### Problem description
Use the entries below and reproduce exactly the lines from the one containing "pub mod stats;" down to the one containing "mirror, then hand", both of them included.

### Data for this task
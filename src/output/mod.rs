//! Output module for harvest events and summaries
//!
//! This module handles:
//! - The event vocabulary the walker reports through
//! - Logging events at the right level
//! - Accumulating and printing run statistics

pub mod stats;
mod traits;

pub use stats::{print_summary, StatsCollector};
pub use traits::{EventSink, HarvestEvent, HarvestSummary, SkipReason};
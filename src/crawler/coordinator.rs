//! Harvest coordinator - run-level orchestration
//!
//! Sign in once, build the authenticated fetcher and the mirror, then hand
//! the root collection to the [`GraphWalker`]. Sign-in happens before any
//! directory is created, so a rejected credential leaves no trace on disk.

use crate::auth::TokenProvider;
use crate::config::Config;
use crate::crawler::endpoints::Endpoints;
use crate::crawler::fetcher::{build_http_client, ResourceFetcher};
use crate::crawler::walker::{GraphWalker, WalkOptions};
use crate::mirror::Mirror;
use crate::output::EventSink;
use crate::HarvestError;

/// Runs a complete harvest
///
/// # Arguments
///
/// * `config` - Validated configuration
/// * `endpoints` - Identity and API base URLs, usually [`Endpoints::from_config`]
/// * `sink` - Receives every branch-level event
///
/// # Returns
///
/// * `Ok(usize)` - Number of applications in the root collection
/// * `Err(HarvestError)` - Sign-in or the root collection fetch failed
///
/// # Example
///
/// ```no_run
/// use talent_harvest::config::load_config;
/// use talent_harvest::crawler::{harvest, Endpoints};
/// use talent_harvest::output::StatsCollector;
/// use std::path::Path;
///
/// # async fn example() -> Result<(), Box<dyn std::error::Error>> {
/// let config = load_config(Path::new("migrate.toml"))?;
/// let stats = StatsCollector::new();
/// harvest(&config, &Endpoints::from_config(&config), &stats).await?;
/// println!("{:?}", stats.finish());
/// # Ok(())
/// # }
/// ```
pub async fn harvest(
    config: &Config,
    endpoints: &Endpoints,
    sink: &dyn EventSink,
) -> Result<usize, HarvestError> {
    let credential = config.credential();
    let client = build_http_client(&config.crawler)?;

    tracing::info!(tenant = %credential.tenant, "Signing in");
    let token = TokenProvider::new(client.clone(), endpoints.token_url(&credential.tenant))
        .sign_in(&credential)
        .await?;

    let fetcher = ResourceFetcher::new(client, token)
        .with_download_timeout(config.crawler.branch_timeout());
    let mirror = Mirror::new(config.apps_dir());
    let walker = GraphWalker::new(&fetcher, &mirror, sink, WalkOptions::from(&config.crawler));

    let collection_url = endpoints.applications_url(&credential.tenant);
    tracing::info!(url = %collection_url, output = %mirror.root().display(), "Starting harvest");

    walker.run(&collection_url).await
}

### Exercise output
pub mod stats;
mod traits;

pub use stats::{print_summary, StatsCollector};
pub use traits::{EventSink, HarvestEvent, HarvestSummary, SkipReason};
filename src/crawler/coordinator.rs
//! Harvest coordinator - run-level orchestration
//!
//! Sign in once, build the authenticated fetcher and the mirror, then hand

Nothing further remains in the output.